Sweden has filed a request to detain WikiLeaks founder Julian Assange over a rape allegation.
If granted, the warrant would be the first step in a process to have Assange extradited from Britain, where he is serving a 50-week sentence for skipping bail.
Sweden reopened an investigation into the rape allegation, first made in 2010, on May 13, a month after Assange was arrested.
Assange, 47, who denies the accusation, has avoided extradition to Sweden for seven years after seeking refuge at the Ecuadorean embassy in London in 2012.
Eva-Marie Persson, the deputy director of public prosecutions in Sweden, asked Uppsala District Court to detain him in his absence.
She said: “I request the District Court to detain Assange in his absence, on probable cause suspected for rape.
"If the court decides to detain him, I will issue a European Arrest Warrant concerning surrender to Sweden."
Swedish prosecutors originally decided to drop the rape investigation two years ago, saying they felt unable to take the case forward while Assange remained holed up inside the embassy.
They said at the time that the investigation could be reopened if the situation changed.
Assange had also faced an investigation over a second allegation, but this was dropped in 2015 because time had run out. He also denied that allegation.
His removal from the embassy in April, and the subsequent decision to reopen the inquiry, has now raised the question of whether his extradition to the US or Sweden should take precedence.
Immediately after his removal and arrest, US authorities made a request for Assange’s extradition in a case relating to WikiLeaks’ release of sensitive military and diplomatic documents.
He faces allegations in the US that he conspired with a former intelligence analyst, Chelsea Manning, to download classified databases.
Ms Persson continued: “In the event of a conflict between a European Arrest Warrant and a request for extradition from the US, UK authorities will decide on the order of priority.
"The outcome of this process is impossible to predict.
"However, in my view the Swedish case can proceed concurrently with the proceedings in the UK."
The announcement came as WikiLeaks said that Assange's belongings from his time living in the Ecuadorian embassy would be handed over to US prosecutors.

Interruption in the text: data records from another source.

/// Errors raised while building a loop plan (§4.D).
#[derive(Debug, thiserror::Error)]
pub enum PlanError {
    /// A contraction or fast-path selection required a layout the operand
    /// doesn't have (e.g. a GEMM-like descriptor over a non-contiguous
    /// operand).
    #[error("unsupported layout for this plan")]
    UnsupportedLayout,

    /// An einsum-style label binding referenced a label with inconsistent
    /// extents, or an output label not present in any operand.
    #[error("einsum label mismatch: {label:?}")]
    LabelMismatch {
        /// The offending label.
        label: char,
    },
}
/// Errors raised by storage construction and by eager tensor operations
/// (§4.C, §4.G).
#[derive(Debug, thiserror::Error)]
pub enum TensorError {
    /// A constructor was given data whose length disagrees with the shape's
    /// flat size, or an in-place op would need to change the receiver's
    /// shape.
    #[error("shape mismatch: expected {expected} element(s), got {actual}")]
    ShapeMismatch {
        /// The element count the shape requires.
        expected: usize,
        /// The element count actually supplied.
        actual: usize,
    },

    /// Two operand shapes cannot be broadcast together.
    #[error("incompatible shapes for broadcasting: {lhs:?} vs {rhs:?}")]
    IncompatibleShapes {
        /// The left operand's shape.
        lhs: Vec<usize>,
        /// The right operand's shape.
        rhs: Vec<usize>,
    },

    /// An operation needed at least `minimum` dimensions but the operand's
    /// rank was lower.
    #[error("rank too low: operation requires at least rank {minimum}, got rank {actual}")]
    RankTooLow {
        /// The minimum rank the operation requires.
        minimum: usize,
        /// The operand's actual rank.
        actual: usize,
    },

    /// An axis index fell outside `0..rank`.
    #[error("axis {axis} out of range for rank {rank}")]
    AxisOutOfRange {
        /// The offending axis index.
        axis: usize,
        /// The operand's rank.
        rank: usize,
    },

    /// Two operands that must share a dtype didn't.
    #[error("dtype mismatch: {lhs:?} vs {rhs:?}")]
    DtypeMismatch {
        /// The left operand's dtype.
        lhs: crate::dtype::DType,
        /// The right operand's dtype.
        rhs: crate::dtype::DType,
    },

    /// Two operands that must share a device didn't.
    #[error("device mismatch: {lhs:?} vs {rhs:?}")]
    DeviceMismatch {
        /// The left operand's device.
        lhs: crate::dtype::Device,
        /// The right operand's device.
        rhs: crate::dtype::Device,
    },

    /// An element access fell outside the storage's bounds.
    #[error("index {index} out of range for length {len}")]
    OutOfRange {
        /// The offending flat index.
        index: usize,
        /// The storage's element count.
        len: usize,
    },
}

Ecuadorian officials are travelling to London to allow US prosecutors to "help themselves" to items including legal papers, medical records and electronic equipment, it was claimed.
WikiLeaks said United Nations officials and Assange's lawyers were not being allowed to be present.
Lawyers said it was an illegal seizure of property, which has been requested by the US authorities.
The material is said to include two of Assange's manuscripts.